Chronomix cc3000 Control Board Prototype Using Arduino Mega

Click on image for video Click on image for full schematic

Aim

The aim of this project is to build a prototype replacement for the Chronomix cc3000 race clock controller board.

Background

The Chronomix cc3000 race clock uses signalex flip digits. There are several versions of this old clock design. It may have five or six digits on a side. Some clocks are double sided, others are single sided. The glass face may be replaced to show the decimal point at different locations. AFAIK, all chronomix clocks use the six inch signalex digit.

My inspection of the original control board led me to believe that the original control board is unmaintainable. The current chronomix company no longer supports flip digit clocks. Expert Timing Systems offers a repair service and possibly a replacement control board. But there would be some advantages to upgrading this clock using arduino (e.g. 900 MHz radio communication with other timing devices).

Fourteen Wire Data Bus, Twelve Wire Control Bus

This project continues with the design used in previous experiments. Each signalex digit requires about 120mA at 12v to flip, which is provided on 14 wires by a pair of MIC5801BN current drivers. There are six digits, requiring a total of twelve mic5801bn driver chips. The driver chips have latched input. This means that they read and store the logic levels of the input lines when the STROBE pin transitions from LOW to HIGH. This means that we can use just the two 74hc595 chips from the original design and wire their fourteen output pins to the input pins of every digit. I will call these fourteen wires the data bus. By controlling the STROBE pins independently, we instruct individual digits to read the data bus.
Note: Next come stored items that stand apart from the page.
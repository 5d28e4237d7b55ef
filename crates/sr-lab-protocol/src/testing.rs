use sr_lab_abstract::{Message, Packet, SystemContext};

/// Context double that records every action an entity takes.
#[derive(Default)]
pub struct RecordingContext {
    pub sent: Vec<Packet>,
    pub delivered: Vec<Message>,
    pub timer_starts: Vec<u64>,
    pub timer_stops: usize,
    pub timer_running: bool,
    /// Starts while running plus stops while idle
    pub misuse: usize,
    pub logs: Vec<String>,
    pub metrics: Vec<(String, f64)>,
    pub now: u64,
}

impl RecordingContext {
    /// Simulate the timer expiring, as the event loop does before calling `on_timer`.
    pub fn fire_timer(&mut self) {
        self.timer_running = false;
    }
}

impl SystemContext for RecordingContext {
    fn send_packet(&mut self, packet: Packet) {
        self.sent.push(packet);
    }

    fn start_timer(&mut self, delay: u64) {
        if self.timer_running {
            self.misuse += 1;
        }
        self.timer_running = true;
        self.timer_starts.push(delay);
    }

    fn stop_timer(&mut self) {
        if !self.timer_running {
            self.misuse += 1;
        }
        self.timer_running = false;
        self.timer_stops += 1;
    }

    fn deliver_data(&mut self, message: &Message) {
        self.delivered.push(*message);
    }

    fn log(&mut self, message: &str) {
        self.logs.push(message.to_string());
    }

    fn now(&self) -> u64 {
        self.now
    }

    fn record_metric(&mut self, name: &str, value: f64) {
        self.metrics.push((name.to_string(), value));
    }
}
/// Result of offering a message to the sender.
#[derive(Debug, Clone, Copy, PartialEq, Eq)]
pub enum SubmitOutcome {
    /// The message went out with this sequence number.
    Sent { seqnum: i32 },
    /// The window is full; the message was dropped and should be offered again later.
    WindowFull,
}

/// What an inbound packet did to the sender window.
#[derive(Debug, Clone, Copy, PartialEq, Eq)]
pub enum AckOutcome {
    Corrupted,
    /// Stale, out-of-window or for a sequence number never sent.
    Ignored,
    Duplicate,
    /// First ACK for a buffered packet; `slid` is how far the window moved.
    New { slid: usize },
}

/// Sender state by outstanding (unacknowledged) packets: none, some, or `window_size`.
///
/// A `Partial` sender may still reject new messages: the window only slides
/// when `base` is acknowledged.
#[derive(Debug, Clone, Copy, PartialEq, Eq)]
pub enum WindowState {
    Empty,
    Partial,
    Full,
}

#[derive(Debug, Clone, Copy, PartialEq, Eq)]
pub struct WindowSnapshot {
    pub base: i32,
    pub next: i32,
    pub count: usize,
}

#[derive(Debug, Clone, Copy, Default, PartialEq, Eq)]
pub struct SenderStats {
    /// Messages dropped because the window was full
    pub window_full: u32,
    /// Original transmissions
    pub packets_sent: u32,
    pub retransmissions: u32,
    /// Uncorrupted ACKs received
    pub acks_total: u32,
    pub acks_new: u32,
    pub acks_duplicate: u32,
    pub acks_corrupted: u32,
}

pub struct SrSender {
    seq: SeqSpace,
    rtt: u64,
    /// Oldest unacknowledged sequence number
    base: i32,
    /// Sequence number for the next new packet
    next: i32,
    /// Packets sent but not yet acknowledged
    count: usize,
    buffer: SlotRing<SentSlot>,
    stats: SenderStats,
}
In addition to the STROBE pin, each mic5801bn has an OUTPUT ENABLE pin. When this pin is grounded, the mic5801bn output is enabled. When the OUTPUT ENABLE pin is HIGH, output is disabled. The vanes of the signalex digit only require current when the number changes, which only takes 150 ms (determined experimentally). So most of the time the OUTPUT ENABLE pins will be set to HIGH. When it is time to change the digit, the process works like this:

There are six digits, each digit requires a STROBE and OUTPUT ENABLE control, so there are a total of twelve wires in the control bus.

DS3231 Temperature Compensated Real Time Clock

The arduino has a built in clock but the arduino clock is not very accurate. Also, because the race clock may be used across a wide range of temperatures, the clock must be temperature compensated. Therefore I have added the DS3231 temperature compensated real time clock, which communicates with the arduino using I2C (or "2 wire protocol") on arduino pins 20 and 21. The DS3231 provides a stable clock output with frequency 32.768KHz on arduino pin 3. The arduino can be instructed to generate an interrupt whenever it receives a "tick" on pin 3. By counting ticks, the race clock has an accuracy better than 1 ms. The accuracy of the display is only +/- 0.5 s so 1 ms accuracy on the internal clock is good enough.

Membrane Keypad

The clock comes with a 27 key membrance keypad. Internally, this keypad uses a 14 conductor edge connector. The keypad is a simple row/column arrangement EXCEPT FOR THE TOP RIGHT KEY LABELLED ‘CLEAR MEMORY’. The CLEAR MEMORY key has its own two conductors, numbered 13 and 14. The diagram below shows how the conductors are assigned to rows and columns. AFAIK conductor 7 is not used.

This keypad can be implemented using the arduino keypad library. I assigned the rows to arduino pins 31, 32, 33, 34, 35, 37, and 36. The columns are assigned to pins 41, 42, 43, and 44.

For my experiment I relabelled some of the keys using yellow electrical tape. I relabelled the Cycle A , Cycle B, and Review buttons, respectively, to CLOCK, TIME, and TEMP.

Usage

There are four modes: race clock, time of day clock, temperature and blank. Press the Cycle A button for race clock. Cycle B for time of day clock. Review for temperature, and Blank for Blank.

Use the Start/Stop button to start and stop the race clock. It doesn't matter what mode the display is in.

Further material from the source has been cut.